The situation in Malacca deteriorated for the VOC, who had been pushed to the main town and were forced to evacuate the European residents of Malacca's suburbs into the safety of the town walls. They dispatched messengers to nearby Malay states asking for reinforcements, receiving some from Muhammad Ali of Siak. In the middle of the siege, the fleet of warships from the Netherlands had arrived at Batavia under the command of Jacob Pieter van Braam, and was soon dispatched to Malacca. The fleet contained four first-rate ships, the first time they were deployed in the region, and carried 1,400 Europeans. On 18 June 1784, they made a landing and assaulted the Riau camp, triggering fierce fighting in which Fisabilillah was killed in action.

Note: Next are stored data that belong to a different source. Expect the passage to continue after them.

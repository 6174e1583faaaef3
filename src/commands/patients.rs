// Patient record surface the pipeline depends on.
//
// Full patient CRUD belongs to the record-storage collaborator; these
// operations exist so modality uploads can be registered as fallback inputs
// for later analysis runs.

use log::debug;

use crate::error::AnalysisError;
use crate::file_manager::store;
use crate::models::{Modality, ModalityPaths, PatientRecord};

pub fn register_patient(mrn: String) -> Result<PatientRecord, AnalysisError> {
    let patient = PatientRecord::new(uuid::Uuid::new_v4().to_string(), mrn);
    store::upsert_patient(patient.clone()).map_err(AnalysisError::Store)?;
    Ok(patient)
}

pub fn get_patient(patient_id: &str) -> Result<PatientRecord, AnalysisError> {
    store::find_patient(patient_id)
        .map_err(AnalysisError::Store)?
        .ok_or_else(|| AnalysisError::InvalidInput(format!("Patient not found: {}", patient_id)))
}

/// Record stored modality paths on the patient after an MRI upload. Only
/// the modalities present in `files` are touched; separators are normalized
/// so stored paths are portable.
pub fn register_mri_upload(
    patient_id: &str,
    files: ModalityPaths,
) -> Result<PatientRecord, AnalysisError> {
    let updated = store::update_patient(patient_id, |patient| {
        for modality in Modality::ALL {
            if let Some(path) = files.get(modality) {
                patient
                    .mri_files
                    .set(modality, path.replace('\\', "/"));
            }
        }
    })
    .map_err(AnalysisError::Store)?;

    debug!("Registered MRI upload for patient {}", patient_id);
    Ok(updated)
}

The Tuhfat wrote that Fisabilillah died after ordering and joining an assault against the Dutch ranks, and that following his death the Dutch ceased their fire and allowed the Riau soldiers to leave unmolested. Following his death, Riau forces dispersed, lifting the siege.

===Conclusion===
With Malacca no longer under siege, the Rembau quickly settled for peace with the Dutch (who did not desire to launch an inland expedition). Van Braam's fleet soon proceeded to attack Selangor's capital at Kuala Selangor, forcing Ibrahim Shah to flee and allowing the VOC to seize the city. There, they installed Muhammad Ali of Siak as a puppet ruler. At Riau, Fisabilillah's nephew Raja Ali succeeded his position. The VOC then pushed for the Johor Sultan Badrul Alam Shah to break his pact with the Bugis rulers of Riau. He initially refused, leading to continued Riau-VOC fighting, culminating with an assault in late October by van Braam against a Riau fort at Penyengat. The fort was taken within a few days with heavy Riau losses, and Raja Ali departed Riau for Borneo on 31 October, a messenger bringing the news to the Dutch under a white flag.

==Aftermath==
Johor's Sultan agreed to annul the 1722 agreement between Johor and the Bugis and banish the Bugis from Johor. Riau came under the suzerainty of VOC through Malacca, with a VOC garrison being established in Riau and a resident official being posted there. However, Dutch (and Johor) influence there did not last long, with a revolt in May 1787 causing Johor to relocate their court to nearby Lingga. Ibrahim Shah continued to wage war against the VOC, retaking Kuala Selangor in June 1785 and eventually settling for a peace treaty with the VOC in June 1786.

The damage suffered by Riau and Selangor reshaped trade in the region, benefitting trade centers previously overshadowed by them such as Siak, Penang (founded in 1786), and later Singapore. Many residents and merchants based from Riau relocated to other ports and islands such as Lingga and Pahang. Despite its victory, VOC was severely weakened in the region, to the extent that local pirates could launch an attack against a VOC post in 1787. Local rulers and traders, concerned with the Dutch conduct, began to turn to the British to counterbalance them. Dutch influence over the strait of Malacca continued to be eroded to the benefit of the British, until the Anglo-Dutch Treaty of 1824 formalized the transfer of the Malayan Peninsula to Britain's sphere of influence.

Fisabilillah's body was initially intended to be transported to Batavia, but the plans were shelved when the ship intended to transport it exploded. Instead, he was buried in Malacca, and was later moved and reburied at Penyengat during the British interregnum. He is today considered a National Hero of Indonesia.